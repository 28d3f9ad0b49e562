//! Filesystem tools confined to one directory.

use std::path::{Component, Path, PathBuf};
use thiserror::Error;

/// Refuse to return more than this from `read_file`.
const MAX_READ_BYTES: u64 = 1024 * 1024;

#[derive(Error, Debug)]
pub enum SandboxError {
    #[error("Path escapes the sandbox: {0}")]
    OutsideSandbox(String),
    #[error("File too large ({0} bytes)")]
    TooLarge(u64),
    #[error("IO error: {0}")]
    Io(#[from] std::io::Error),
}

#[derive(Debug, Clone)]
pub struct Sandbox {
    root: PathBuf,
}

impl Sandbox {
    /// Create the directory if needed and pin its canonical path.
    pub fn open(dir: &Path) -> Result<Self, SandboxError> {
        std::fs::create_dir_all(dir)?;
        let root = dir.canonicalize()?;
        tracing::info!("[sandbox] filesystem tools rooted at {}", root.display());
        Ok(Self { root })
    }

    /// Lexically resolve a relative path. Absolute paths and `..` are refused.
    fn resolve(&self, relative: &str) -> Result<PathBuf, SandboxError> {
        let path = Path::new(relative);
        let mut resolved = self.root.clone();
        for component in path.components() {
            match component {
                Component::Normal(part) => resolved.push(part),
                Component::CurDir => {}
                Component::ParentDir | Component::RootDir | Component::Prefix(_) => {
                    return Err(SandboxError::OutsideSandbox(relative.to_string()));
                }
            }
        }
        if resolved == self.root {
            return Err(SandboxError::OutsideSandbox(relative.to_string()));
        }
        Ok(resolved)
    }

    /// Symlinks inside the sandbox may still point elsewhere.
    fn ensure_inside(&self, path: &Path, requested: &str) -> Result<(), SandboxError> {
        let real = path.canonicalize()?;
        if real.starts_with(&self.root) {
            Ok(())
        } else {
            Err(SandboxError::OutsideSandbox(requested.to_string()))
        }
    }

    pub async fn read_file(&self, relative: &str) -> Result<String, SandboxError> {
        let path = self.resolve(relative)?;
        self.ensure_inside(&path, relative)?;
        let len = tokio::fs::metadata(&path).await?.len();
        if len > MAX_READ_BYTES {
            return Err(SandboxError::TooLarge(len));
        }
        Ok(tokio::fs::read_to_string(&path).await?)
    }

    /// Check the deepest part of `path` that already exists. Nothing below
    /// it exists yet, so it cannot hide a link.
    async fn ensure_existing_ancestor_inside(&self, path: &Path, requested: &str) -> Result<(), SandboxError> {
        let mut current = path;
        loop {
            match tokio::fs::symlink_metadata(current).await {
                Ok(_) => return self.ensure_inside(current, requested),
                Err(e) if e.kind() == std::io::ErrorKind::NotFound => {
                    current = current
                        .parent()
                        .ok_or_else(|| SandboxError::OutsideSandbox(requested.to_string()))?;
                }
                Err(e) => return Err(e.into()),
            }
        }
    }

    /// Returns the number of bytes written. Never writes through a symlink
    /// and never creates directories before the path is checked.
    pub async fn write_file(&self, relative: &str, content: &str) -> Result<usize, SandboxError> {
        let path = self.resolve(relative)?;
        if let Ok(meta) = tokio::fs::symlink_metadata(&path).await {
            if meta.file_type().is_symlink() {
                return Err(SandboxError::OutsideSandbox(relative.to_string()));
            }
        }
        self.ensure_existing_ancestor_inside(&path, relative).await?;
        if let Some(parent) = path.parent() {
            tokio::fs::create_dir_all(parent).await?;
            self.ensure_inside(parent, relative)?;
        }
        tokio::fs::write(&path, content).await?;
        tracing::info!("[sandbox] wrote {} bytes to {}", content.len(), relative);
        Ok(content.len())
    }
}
━━━━━━━━━━━━━━━━
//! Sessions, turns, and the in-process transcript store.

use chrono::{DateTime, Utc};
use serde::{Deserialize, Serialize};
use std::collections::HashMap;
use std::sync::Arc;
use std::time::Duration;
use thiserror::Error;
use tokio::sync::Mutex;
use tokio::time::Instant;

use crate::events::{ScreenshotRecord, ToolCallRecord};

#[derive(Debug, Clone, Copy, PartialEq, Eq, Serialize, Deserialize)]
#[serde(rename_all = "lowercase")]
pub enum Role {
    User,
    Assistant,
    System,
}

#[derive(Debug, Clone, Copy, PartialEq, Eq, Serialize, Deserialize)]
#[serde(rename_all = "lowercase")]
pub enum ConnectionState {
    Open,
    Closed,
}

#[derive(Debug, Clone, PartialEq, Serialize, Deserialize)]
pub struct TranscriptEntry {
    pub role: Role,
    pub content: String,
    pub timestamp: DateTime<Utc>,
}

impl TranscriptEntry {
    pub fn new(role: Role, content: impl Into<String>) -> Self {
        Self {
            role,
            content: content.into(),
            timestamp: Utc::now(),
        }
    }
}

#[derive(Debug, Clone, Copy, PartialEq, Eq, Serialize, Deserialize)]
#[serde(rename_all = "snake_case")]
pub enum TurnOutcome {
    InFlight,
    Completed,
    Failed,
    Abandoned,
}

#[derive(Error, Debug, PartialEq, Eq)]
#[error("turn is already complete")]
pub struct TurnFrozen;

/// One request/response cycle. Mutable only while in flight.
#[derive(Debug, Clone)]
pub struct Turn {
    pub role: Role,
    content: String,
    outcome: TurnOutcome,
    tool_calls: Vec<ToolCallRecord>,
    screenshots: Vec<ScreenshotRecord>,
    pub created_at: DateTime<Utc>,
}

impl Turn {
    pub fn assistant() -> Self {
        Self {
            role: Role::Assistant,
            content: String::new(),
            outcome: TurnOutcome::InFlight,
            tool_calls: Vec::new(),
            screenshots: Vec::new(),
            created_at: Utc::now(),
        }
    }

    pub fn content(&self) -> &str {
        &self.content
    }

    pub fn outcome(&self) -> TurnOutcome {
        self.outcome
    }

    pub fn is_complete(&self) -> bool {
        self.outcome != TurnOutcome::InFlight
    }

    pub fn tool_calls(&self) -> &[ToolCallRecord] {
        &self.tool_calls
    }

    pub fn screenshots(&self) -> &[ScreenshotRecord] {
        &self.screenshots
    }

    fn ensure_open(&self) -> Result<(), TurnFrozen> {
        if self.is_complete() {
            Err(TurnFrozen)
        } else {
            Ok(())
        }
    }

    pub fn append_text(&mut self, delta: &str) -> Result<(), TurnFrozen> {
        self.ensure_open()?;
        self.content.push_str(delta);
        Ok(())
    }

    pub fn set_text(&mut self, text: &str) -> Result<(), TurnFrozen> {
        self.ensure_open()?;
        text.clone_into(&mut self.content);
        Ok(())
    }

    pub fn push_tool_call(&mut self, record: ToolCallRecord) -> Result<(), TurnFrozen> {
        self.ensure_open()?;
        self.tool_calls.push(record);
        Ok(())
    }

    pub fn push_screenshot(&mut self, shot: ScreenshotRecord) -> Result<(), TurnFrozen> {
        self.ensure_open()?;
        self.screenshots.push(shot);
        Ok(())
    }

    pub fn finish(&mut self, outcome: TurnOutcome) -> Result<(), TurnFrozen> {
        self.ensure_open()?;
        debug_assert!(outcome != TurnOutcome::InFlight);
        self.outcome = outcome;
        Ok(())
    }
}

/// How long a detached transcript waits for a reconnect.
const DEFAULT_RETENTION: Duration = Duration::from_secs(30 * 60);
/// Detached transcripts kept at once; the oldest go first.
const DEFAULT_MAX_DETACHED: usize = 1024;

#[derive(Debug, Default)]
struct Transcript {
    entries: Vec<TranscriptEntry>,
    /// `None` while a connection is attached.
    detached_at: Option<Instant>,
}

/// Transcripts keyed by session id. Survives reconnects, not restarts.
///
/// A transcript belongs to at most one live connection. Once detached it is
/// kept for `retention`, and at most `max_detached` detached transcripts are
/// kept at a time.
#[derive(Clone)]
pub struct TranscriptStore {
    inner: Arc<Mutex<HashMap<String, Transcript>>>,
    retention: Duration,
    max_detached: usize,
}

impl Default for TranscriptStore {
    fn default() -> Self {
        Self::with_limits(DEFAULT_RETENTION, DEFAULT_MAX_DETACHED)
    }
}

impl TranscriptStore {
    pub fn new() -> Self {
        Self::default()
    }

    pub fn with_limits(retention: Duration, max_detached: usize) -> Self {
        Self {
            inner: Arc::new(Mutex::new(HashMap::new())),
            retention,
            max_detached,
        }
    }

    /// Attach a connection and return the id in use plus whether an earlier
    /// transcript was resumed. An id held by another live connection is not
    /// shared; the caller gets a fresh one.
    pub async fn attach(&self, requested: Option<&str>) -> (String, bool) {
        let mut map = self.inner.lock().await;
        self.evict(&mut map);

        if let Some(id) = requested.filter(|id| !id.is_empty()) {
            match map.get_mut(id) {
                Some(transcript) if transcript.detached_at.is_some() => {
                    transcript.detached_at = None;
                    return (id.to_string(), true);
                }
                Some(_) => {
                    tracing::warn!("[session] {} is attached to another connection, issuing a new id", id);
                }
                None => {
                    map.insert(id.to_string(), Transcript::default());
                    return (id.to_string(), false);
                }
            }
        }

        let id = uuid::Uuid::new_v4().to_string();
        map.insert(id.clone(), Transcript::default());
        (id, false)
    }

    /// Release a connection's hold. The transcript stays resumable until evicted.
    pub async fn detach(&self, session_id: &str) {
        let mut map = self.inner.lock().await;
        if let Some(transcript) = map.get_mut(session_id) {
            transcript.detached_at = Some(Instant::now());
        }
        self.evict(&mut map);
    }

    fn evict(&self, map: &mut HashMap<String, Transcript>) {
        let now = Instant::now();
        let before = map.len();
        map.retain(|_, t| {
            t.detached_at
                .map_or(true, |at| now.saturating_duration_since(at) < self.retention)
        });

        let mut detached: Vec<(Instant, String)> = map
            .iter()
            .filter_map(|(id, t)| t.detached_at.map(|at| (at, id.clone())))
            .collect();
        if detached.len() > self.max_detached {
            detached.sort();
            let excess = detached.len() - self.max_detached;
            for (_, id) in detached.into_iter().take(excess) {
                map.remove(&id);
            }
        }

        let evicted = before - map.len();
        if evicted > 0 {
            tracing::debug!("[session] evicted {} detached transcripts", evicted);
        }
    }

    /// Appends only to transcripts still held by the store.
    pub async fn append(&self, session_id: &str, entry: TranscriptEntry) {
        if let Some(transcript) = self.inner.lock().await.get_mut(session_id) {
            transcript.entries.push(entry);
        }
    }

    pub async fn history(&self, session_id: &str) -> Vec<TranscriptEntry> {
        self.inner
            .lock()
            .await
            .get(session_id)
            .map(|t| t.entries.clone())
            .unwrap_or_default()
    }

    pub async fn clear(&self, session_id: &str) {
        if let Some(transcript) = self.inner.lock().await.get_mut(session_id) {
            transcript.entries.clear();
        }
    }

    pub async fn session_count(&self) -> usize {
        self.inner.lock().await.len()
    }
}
━━━━━━━━━━━━━━━━
◆ Task to complete
Which lines in the entries above contain "TooLarge"? Pull each of them out.

◆ Written reply
    TooLarge(u64),
            return Err(SandboxError::TooLarge(len));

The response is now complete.